Reflecting on faith in a secular Lent

As it's the beginning of the month, I thought I'd post the lent reflection that  wrote for my church magazine.


Lent offers us an opportunity to reflect on our lives in the run-up to Easter in two ways. One is to reflect on our personal, individual walk with Jesus and the other is to ask how we can be a witness to our faith in the communities in which we live. They are, of course, intimately connected.

There has been much press interest in recent weeks over the place of the Christian faith in our society. Before Christmas, David Cameron asserted that Britain is a Christian country, even if his own faith is sometimes not as strong as he wished it was. Then in February there was an explosion of stories about whether militant secularism was on the rise; stories that often generated more heat than light.

So in Lent, as we reflect on the events at the heart of our faith – namely the life, death and resurrection of Jesus – it is a good time to ask what we think and feel about the place of the faith that matters so much to us in the wider society in which we live.

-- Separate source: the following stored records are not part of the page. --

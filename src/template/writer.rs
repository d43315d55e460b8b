//! Persisting edited templates.
//!
//! Edited templates are always written in the flat shape, one `[Label]`
//! table per variable field. Configuration fields are left out unless the
//! template replaces them; they keep coming from the configuration document.

use crate::template::fields::FieldRecord;
use crate::utils::fs::atomic_write;
use anyhow::{Context, Result};
use std::path::Path;
use toml_edit::{value, DocumentMut, Item, Table};
use tracing::info;

const HEADER: &str = "# Variable fields\n\n";

/// Serialize variable fields into a flat-shape template document.
#[must_use]
pub fn to_document(fields: &[FieldRecord]) -> String {
    let mut doc = DocumentMut::new();

    for field in fields {
        let mut table = Table::new();
        table.insert("key", value(field.key.as_str()));
        table.insert("value", value(field.value.as_str()));
        if let Some(required) = field.required {
            table.insert("required", value(required));
        }
        if let Some(pattern) = &field.pattern {
            table.insert("pattern", value(pattern.as_str()));
        }
        doc.insert(&field.label, Item::Table(table));
    }

    format!("{HEADER}{doc}")
}

/// Write variable fields to a template file atomically.
///
/// # Errors
///
/// Returns an error if the parent directory cannot be created or the file
/// cannot be written.
pub fn save_template(path: &Path, fields: &[FieldRecord]) -> Result<()> {
    let content = to_document(fields);
    atomic_write(path, content.as_bytes())
        .with_context(|| format!("Failed to save template to {}", path.display()))?;
    info!(path = %path.display(), fields = fields.len(), "Saved template");
    Ok(())
}
//! Command-line interface for PayQR.
//!
//! Without a subcommand `payqr` renders a template and writes the QR image.
//! The subcommands inspect and edit templates.
//!
//! # Available Commands
//!
//! - *(none)* - render a template and save the QR image (`--out` required)
//! - `render` - print the payload string
//! - `fields` - list the normalized fields of a template
//! - `templates` - list the user's templates, installing the bundled ones first
//! - `edit` - change template values and save them
//!
//! # Examples
//!
//! ```bash
//! # Bundled default template, amount overridden
//! payqr --set I=RSD1500,00 --out payment.png
//!
//! # Inspect a template
//! payqr fields --template ~/.payqr/templates/rent.toml --format json
//!
//! # Keep an edited copy of the default template
//! payqr edit default --set N="Landlord" --save-as rent
//! ```
//!
//! # Configuration
//!
//! | Source | Purpose |
//! |--------|---------|
//! | `<install root>/templates/config.toml` | Fixed fields and separators |
//! | `~/.payqr/payqr.toml` (or `--config`) | Template directory, QR defaults |
//! | command-line flags | Override both of the above |

pub mod common;
pub mod edit;
pub mod fields;
pub mod generate;
pub mod render;
pub mod templates;


use crate::catalog::InstallRoot;
use crate::config::GlobalConfig;
use anyhow::Result;
use clap::{Parser, Subcommand};
use common::CommandContext;
use std::path::PathBuf;
use tracing::debug;
use tracing_subscriber::EnvFilter;

/// Default log filter when neither `--verbose` nor `RUST_LOG` is given.
const DEFAULT_LOG_LEVEL: &str = "warn";

/// Runtime configuration for CLI execution.
///
/// Built from the global flags by [`Cli::build_config`]; tests and
/// programmatic callers can construct one directly and pass it to
/// [`Cli::execute_with_config`].
#[derive(Debug, Clone, Default)]
pub struct CliConfig {
    /// Log filter directive. `None` disables logging entirely.
    pub log_level: Option<String>,

    /// Custom path to the global settings file.
    pub config_path: Option<PathBuf>,

    /// Explicit install root holding the bundled templates.
    pub install_root: Option<PathBuf>,
}

impl CliConfig {
    /// Configuration with logging disabled and default locations.
    #[must_use]
    pub fn new() -> Self {
        Self::default()
    }

    /// Install the tracing subscriber.
    ///
    /// Logs go to stderr so payloads printed on stdout stay clean. Calling
    /// this more than once is harmless; only the first subscriber sticks.
    pub fn init_logging(&self) {
        let Some(level) = &self.log_level else {
            return;
        };

        let _ = tracing_subscriber::fmt()
            .with_env_filter(EnvFilter::new(level))
            .with_writer(std::io::stderr)
            .with_target(false)
            .try_init();
    }
}

/// Render Serbian IPS payment payloads from TOML templates and encode them
/// as QR codes.
#[derive(Parser, Debug)]
#[command(
    name = "payqr",
    about = "Render payment payloads from TOML templates and save them as QR images",
    version,
    subcommand_negates_reqs = true
)]
pub struct Cli {
    /// Inspect or edit templates instead of generating an image.
    #[command(subcommand)]
    command: Option<Commands>,

    #[command(flatten)]
    generate: generate::GenerateCommand,

    /// Enable debug logging
    #[arg(short, long, global = true, conflicts_with = "quiet")]
    verbose: bool,

    /// Disable logging entirely
    #[arg(short, long, global = true)]
    quiet: bool,

    /// Path to the global settings file (defaults to ~/.payqr/payqr.toml)
    #[arg(short, long, global = true, value_name = "PATH")]
    config: Option<PathBuf>,

    /// Directory holding templates/config.toml and the bundled templates
    /// (defaults to $PAYQR_INSTALL_ROOT, then the executable's location)
    #[arg(long, global = true, value_name = "DIR")]
    install_root: Option<PathBuf>,
}

#[derive(Subcommand, Debug)]
enum Commands {
    /// Print the rendered payload
    Render(render::RenderCommand),

    /// List the fields of a template
    Fields(fields::FieldsCommand),

    /// List user templates
    Templates(templates::TemplatesCommand),

    /// Edit and save a user template
    Edit(edit::EditCommand),
}

impl Cli {
    /// Execute the parsed command line.
    ///
    /// # Errors
    ///
    /// Returns whatever error the selected command fails with.
    pub fn execute(self) -> Result<()> {
        let config = self.build_config();
        self.execute_with_config(config)
    }

    /// Translate the global flags into a [`CliConfig`].
    ///
    /// - `--verbose` logs at `debug`
    /// - `--quiet` disables logging
    /// - otherwise `RUST_LOG` is honoured, falling back to `warn`
    #[must_use]
    pub fn build_config(&self) -> CliConfig {
        let log_level = if self.verbose {
            Some("debug".to_string())
        } else if self.quiet {
            None
        } else {
            Some(std::env::var("RUST_LOG").unwrap_or_else(|_| DEFAULT_LOG_LEVEL.to_string()))
        };

        CliConfig {
            log_level,
            config_path: self.config.clone(),
            install_root: self.install_root.clone(),
        }
    }

    /// Execute with an explicit configuration.
    ///
    /// # Errors
    ///
    /// Returns an error if the global settings cannot be loaded or the
    /// command fails.
    pub fn execute_with_config(self, config: CliConfig) -> Result<()> {
        config.init_logging();

        let global = GlobalConfig::load_with_optional(config.config_path.clone())?;
        let install_root = InstallRoot::resolve(config.install_root.as_deref());
        debug!(install_root = %install_root.path().display(), "Resolved install root");

        let ctx = CommandContext::new(install_root, global);

        match self.command {
            Some(Commands::Render(cmd)) => cmd.execute(&ctx),
            Some(Commands::Fields(cmd)) => cmd.execute(&ctx),
            Some(Commands::Templates(cmd)) => cmd.execute(&ctx),
            Some(Commands::Edit(cmd)) => cmd.execute(&ctx),
            None => self.generate.execute(&ctx),
        }
    }
}
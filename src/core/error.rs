//! Error handling for PayQR
//!
//! This module provides the error types used across PayQR together with the
//! user-facing presentation layer that turns any failure into an actionable
//! message for the command line.
//!
//! # Error Categories
//!
//! PayQR has only a handful of fallible boundaries:
//!
//! - **Documents**: loading the base configuration or a template
//!   ([`PayqrError::DocumentParseError`])
//! - **Template catalog**: discovering, naming and saving templates
//!   ([`PayqrError::NoTemplatesFound`], [`PayqrError::TemplateNotFound`],
//!   [`PayqrError::TemplateExists`], [`PayqrError::ReadOnlyTemplate`])
//! - **Form edits**: changing a fixed or undeclared field
//!   ([`PayqrError::ReadOnlyField`], [`PayqrError::UnknownField`])
//! - **Encoder**: QR generation and image output ([`PayqrError::EncoderError`])
//! - **Input**: malformed command-line values ([`PayqrError::InvalidOverride`],
//!   [`PayqrError::InvalidSize`], [`PayqrError::ConfigError`])
//!
//! Merging, normalizing and rendering never fail: missing or malformed field
//! data degrades to an empty payload segment instead.
//!
//! # Error Handling Patterns
//!
//! Library code returns [`PayqrError`] or wraps it in [`anyhow::Error`] with
//! additional context. The binary converts whatever reaches `main` with
//! [`user_friendly_error`] and prints it with [`ErrorContext::display`].
//!
//! ```rust,no_run
//! use payqr::core::{PayqrError, user_friendly_error};
//!
//! let error = anyhow::Error::from(PayqrError::NoTemplatesFound {
//!     dir: "/home/user/.payqr/templates".to_string(),
//! });
//! user_friendly_error(error).display();
//! ```

use colored::Colorize;
use std::fmt;
use thiserror::Error;

/// The main error type for PayQR operations.
///
/// Variants carry owned strings rather than paths or source errors so the
/// type stays [`Clone`] and can be rebuilt into an [`ErrorContext`] without
/// consuming the original [`anyhow::Error`].
#[derive(Error, Debug)]
pub enum PayqrError {
    /// A configuration or template document could not be loaded.
    ///
    /// Covers missing files, unreadable files and malformed TOML alike.
    #[error("Failed to load document {path}: {reason}")]
    DocumentParseError {
        /// Path of the document that failed to load
        path: String,
        /// Underlying reason (I/O or TOML parser message)
        reason: String,
    },

    /// The template directory holds no template documents.
    #[error("No .toml templates found in {dir}")]
    NoTemplatesFound {
        /// Directory that was searched
        dir: String,
    },

    /// A template name does not exist in the catalog.
    #[error("Template '{name}' not found")]
    TemplateNotFound {
        /// Requested template name
        name: String,
    },

    /// A save-as target already exists.
    #[error("Template '{name}' already exists")]
    TemplateExists {
        /// Conflicting template name
        name: String,
    },

    /// The template cannot be overwritten in place.
    #[error("Template '{name}' is read-only; save it under a new name")]
    ReadOnlyTemplate {
        /// Name of the protected template
        name: String,
    },

    /// A template name is empty after sanitizing.
    #[error("Invalid template name: '{name}'")]
    InvalidTemplateName {
        /// Name as supplied by the user
        name: String,
    },

    /// A fixed field was edited.
    #[error("Field '{label}' is fixed and cannot be edited")]
    ReadOnlyField {
        /// Label of the fixed field
        label: String,
    },

    /// An edit names a key no field declares.
    #[error("No field with key '{key}'")]
    UnknownField {
        /// The key that was edited
        key: String,
    },

    /// QR generation or image output failed.
    #[error("QR encoder failed to {operation}: {reason}")]
    EncoderError {
        /// The encoder step that failed (e.g. "encode payload", "save image")
        operation: String,
        /// Encoder or image library message
        reason: String,
    },

    /// A `KEY=VALUE` override could not be parsed.
    #[error("Invalid override '{assignment}': expected KEY=VALUE")]
    InvalidOverride {
        /// The offending argument
        assignment: String,
    },

    /// An output size could not be parsed.
    #[error("Invalid image size '{value}': expected WIDTHxHEIGHT")]
    InvalidSize {
        /// The offending argument
        value: String,
    },

    /// Global settings are invalid.
    #[error("Configuration error: {message}")]
    ConfigError {
        /// Description of the problem
        message: String,
    },

    /// A file system operation failed.
    #[error("File system error: {operation} ({path})")]
    FileSystemError {
        /// The operation that failed
        operation: String,
        /// Path involved in the operation
        path: String,
    },

    /// IO error
    #[error("IO error: {0}")]
    IoError(#[from] std::io::Error),

    /// Other error
    #[error("{message}")]
    Other {
        /// Generic error message
        message: String,
    },
}

impl Clone for PayqrError {
    fn clone(&self) -> Self {
        match self {
            Self::DocumentParseError {
                path,
                reason,
            } => Self::DocumentParseError {
                path: path.clone(),
                reason: reason.clone(),
            },
            Self::NoTemplatesFound {
                dir,
            } => Self::NoTemplatesFound {
                dir: dir.clone(),
            },
            Self::TemplateNotFound {
                name,
            } => Self::TemplateNotFound {
                name: name.clone(),
            },
            Self::TemplateExists {
                name,
            } => Self::TemplateExists {
                name: name.clone(),
            },
            Self::ReadOnlyTemplate {
                name,
            } => Self::ReadOnlyTemplate {
                name: name.clone(),
            },
            Self::InvalidTemplateName {
                name,
            } => Self::InvalidTemplateName {
                name: name.clone(),
            },
            Self::ReadOnlyField {
                label,
            } => Self::ReadOnlyField {
                label: label.clone(),
            },
            Self::UnknownField {
                key,
            } => Self::UnknownField {
                key: key.clone(),
            },
            Self::EncoderError {
                operation,
                reason,
            } => Self::EncoderError {
                operation: operation.clone(),
                reason: reason.clone(),
            },
            Self::InvalidOverride {
                assignment,
            } => Self::InvalidOverride {
                assignment: assignment.clone(),
            },
            Self::InvalidSize {
                value,
            } => Self::InvalidSize {
                value: value.clone(),
            },
            Self::ConfigError {
                message,
            } => Self::ConfigError {
                message: message.clone(),
            },
            Self::FileSystemError {
                operation,
                path,
            } => Self::FileSystemError {
                operation: operation.clone(),
                path: path.clone(),
            },
            // io::Error is not Clone; rebuild it from kind and message
            Self::IoError(e) => Self::IoError(std::io::Error::new(e.kind(), e.to_string())),
            Self::Other {
                message,
            } => Self::Other {
                message: message.clone(),
            },
        }
    }
}

/// Error context wrapper that provides user-friendly error information.
///
/// Wraps a [`PayqrError`] with an optional suggestion (printed in green) and
/// optional details (printed in yellow).
///
/// ```rust,no_run
/// use payqr::core::{PayqrError, ErrorContext};
///
/// ErrorContext::new(PayqrError::TemplateNotFound { name: "rent".to_string() })
///     .with_suggestion("Run 'payqr templates' to list the available templates")
///     .display();
/// ```
#[derive(Debug)]
pub struct ErrorContext {
    /// The underlying PayQR error
    pub error: PayqrError,
    /// Optional suggestion for resolving the error
    pub suggestion: Option<String>,
    /// Optional additional details about the error
    pub details: Option<String>,
}

impl ErrorContext {
    /// Create a new error context without suggestion or details.
    #[must_use]
    pub const fn new(error: PayqrError) -> Self {
        Self {
            error,
            suggestion: None,
            details: None,
        }
    }

    /// Add a suggestion for resolving the error.
    pub fn with_suggestion(mut self, suggestion: impl Into<String>) -> Self {
        self.suggestion = Some(suggestion.into());
        self
    }

    /// Add additional details explaining the error.
    pub fn with_details(mut self, details: impl Into<String>) -> Self {
        self.details = Some(details.into());
        self
    }

    /// Print the error context to stderr with terminal colors.
    ///
    /// - Error message: red and bold
    /// - Details: yellow
    /// - Suggestion: green
    pub fn display(&self) {
        eprintln!("{}: {}", "error".red().bold(), self.error);

        if let Some(details) = &self.details {
            eprintln!("{}: {}", "details".yellow(), details);
        }

        if let Some(suggestion) = &self.suggestion {
            eprintln!("{}: {}", "suggestion".green(), suggestion);
        }
    }
}

impl fmt::Display for ErrorContext {
    fn fmt(&self, f: &mut fmt::Formatter<'_>) -> fmt::Result {
        write!(f, "{}", self.error)?;

        if let Some(details) = &self.details {
            write!(f, "\nDetails: {details}")?;
        }

        if let Some(suggestion) = &self.suggestion {
            write!(f, "\nSuggestion: {suggestion}")?;
        }

        Ok(())
    }
}

impl std::error::Error for ErrorContext {}

/// Convert any error to a user-friendly [`ErrorContext`] with actionable suggestions.
///
/// Recognizes, in order:
/// - an [`ErrorContext`] already attached to the error chain
/// - [`PayqrError`] variants anywhere in the chain, with tailored suggestions
/// - [`std::io::Error`] with file-system guidance
/// - anything else, reported with its full cause chain
#[must_use]
pub fn user_friendly_error(error: anyhow::Error) -> ErrorContext {
    if let Some(ctx) = error.downcast_ref::<ErrorContext>() {
        return ErrorContext {
            error: ctx.error.clone(),
            suggestion: ctx.suggestion.clone(),
            details: ctx.details.clone(),
        };
    }

    // Commands wrap library errors with context, so look through the chain
    if let Some(payqr_error) = error.chain().find_map(|e| e.downcast_ref::<PayqrError>()) {
        return create_error_context(payqr_error.clone());
    }

    if let Some(io_error) = error.chain().find_map(|e| e.downcast_ref::<std::io::Error>()) {
        match io_error.kind() {
            std::io::ErrorKind::PermissionDenied => {
                return ErrorContext::new(PayqrError::FileSystemError {
                    operation: "file access".to_string(),
                    path: "unknown".to_string(),
                })
                .with_details(error.to_string())
                .with_suggestion("Check file ownership and permissions of the target path");
            }
            std::io::ErrorKind::NotFound => {
                return ErrorContext::new(PayqrError::FileSystemError {
                    operation: "file access".to_string(),
                    path: "unknown".to_string(),
                })
                .with_details(error.to_string())
                .with_suggestion("Check that the file or directory exists and the path is correct");
            }
            _ => {}
        }
    }

    // Generic error - include the full error chain for better diagnostics
    let mut message = error.to_string();
    let chain: Vec<String> =
        error.chain().skip(1).map(std::string::ToString::to_string).collect();

    if !chain.is_empty() {
        message.push_str("\n\nCaused by:");
        for (i, cause) in chain.iter().enumerate() {
            message.push_str(&format!("\n  {}: {}", i + 1, cause));
        }
    }

    ErrorContext::new(PayqrError::Other {
        message,
    })
}

/// Map each [`PayqrError`] variant to an [`ErrorContext`] with suggestions.
fn create_error_context(error: PayqrError) -> ErrorContext {
    match &error {
        PayqrError::DocumentParseError {
            ..
        } => ErrorContext::new(error)
            .with_suggestion(
                "Check that the file exists and is valid TOML: quoted strings, \
                 one [Label] table per field, settings before the first table",
            )
            .with_details("Every field table needs a 'key' and a 'value' entry"),
        PayqrError::NoTemplatesFound {
            ..
        } => ErrorContext::new(error)
            .with_suggestion("Add a template such as default.toml to the directory, or pass --template")
            .with_details("Templates are copied from the install location on first run"),
        PayqrError::TemplateNotFound {
            ..
        } => ErrorContext::new(error)
            .with_suggestion("Run 'payqr templates' to list the available templates"),
        PayqrError::TemplateExists {
            ..
        } => ErrorContext::new(error).with_suggestion("Choose a different name for --save-as"),
        PayqrError::ReadOnlyTemplate {
            ..
        } => ErrorContext::new(error)
            .with_suggestion("Pass --save-as <NAME> to store the edited values as a new template"),
        PayqrError::InvalidTemplateName {
            ..
        } => ErrorContext::new(error).with_suggestion(
            "Template names may contain letters, digits, '_' and '-'",
        ),
        PayqrError::ReadOnlyField {
            ..
        } => ErrorContext::new(error)
            .with_details("Fixed fields come from the bundled config.toml and are shared by all templates"),
        PayqrError::UnknownField {
            ..
        } => ErrorContext::new(error)
            .with_suggestion("Run 'payqr fields' to list the keys the template declares"),
        PayqrError::EncoderError {
            ..
        } => ErrorContext::new(error).with_suggestion(
            "Shorten the payload, lower the error correction level (--ec L), \
             or write to a path ending in .png",
        ),
        PayqrError::InvalidOverride {
            ..
        } => ErrorContext::new(error).with_suggestion("Use --set KEY=VALUE, for example --set I=RSD100,00"),
        PayqrError::InvalidSize {
            ..
        } => ErrorContext::new(error).with_suggestion("Use --size WIDTHxHEIGHT, for example --size 490x490"),
        PayqrError::ConfigError {
            ..
        } => ErrorContext::new(error)
            .with_suggestion("Check ~/.payqr/payqr.toml or the file passed with --config"),
        _ => ErrorContext::new(error),
    }
}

Baptists have something original to contribute to this debate because Baptists can be seen as the group that first called for a secular society – if by that we mean a society in which everyone is free to decide what they will believe. Thomas Helwys, one of the two founders of our movement, was the first Englishman (probably the first person anywhere) to call on the ruling powers to allow freedom of conscience in matters of religion.

As Baptist minister and theologian Alec Gilmore reminded us a couple of years ago: ‘For Helwys, religious liberty was a right for everyone - heretics, Turks and Jews, whoever they were, whatever they did; even for Roman Catholics, when the memory of the Gunpowder Plot was still acute. Anything less was a loss to the community, as well as to the individual. No parliament could legislate against it. No monarch could overrule it. He reminded James I that he too was a mortal, "dust and ashes" like the rest of us, with no power over the immortal souls of his subjects. James responded by putting him in prison, where he remained until his death.’

So while Baptists are delighted that anyone wants to be a follower of Jesus, we are also committed to allowing people not to be. The state has no role in deciding people’s faith. So Baptists have always been somewhat ambivalent about whether Britain is a ‘Christian’ society and have tended to side with the secularists, arguing that the state’s role is create a framework and atmosphere where all people are free to believe what they want to. So the followers of all religions and those who choose to follow no religion are welcome to participate fully as citizens.

Such a view means that Baptists are iffy about prayers and bishops in Parliament, about state funding for Christian schools and about giving Christian ethics pride of place in the moral debates of the day. Of course, when Helwys was writing there wasn’t a strong and vocal atheist movement; most English people were default Christians and Helwys’ case was most sharply about how the state should not determine what kind of Christian they should be.

We are invited into this debate in every generation. And perhaps in this Lent, it’s a good time for us to defend people’s right to follow Jesus and not to (if that’s what they choose).

But Lent is also a time to reflect on what kind of Christian we are going to be. If the trappings of state support for our faith are removed, then our faith has to stand on its own two legs – and those legs belong to every person who claims to be a follower of Jesus.

So here’s a story from the Celtic Christian tradition and a meditation to help our Lenten reflection. Aidan, bishop of Lindisfarne, met a man on the road: ‘Are you a Christian,’ he asked him. ‘Of course I am,’ replied the man. ‘That’s good to hear’, said Aidan: ‘now, will you try to be a better one?’

To live rooted and grounded in Jesus
Is how to be a better Christian
To learn our faith
Is how to be a better Christian
To overflow with thankfulness for all God’s mercy
Is how to be a better Christian

It will not happen through
force of will,
following rules,
finding secret wisdom

It started in baptism
When we died and rose with Christ;
It continues in faith
As we walk with him

This Lent, will we reflect on our lives and seek through Cross and resurrection of Jesus, through the inspiration and in-filling of the Holy Spirit, to be those who radiate the glory of God to our friends and neighbours?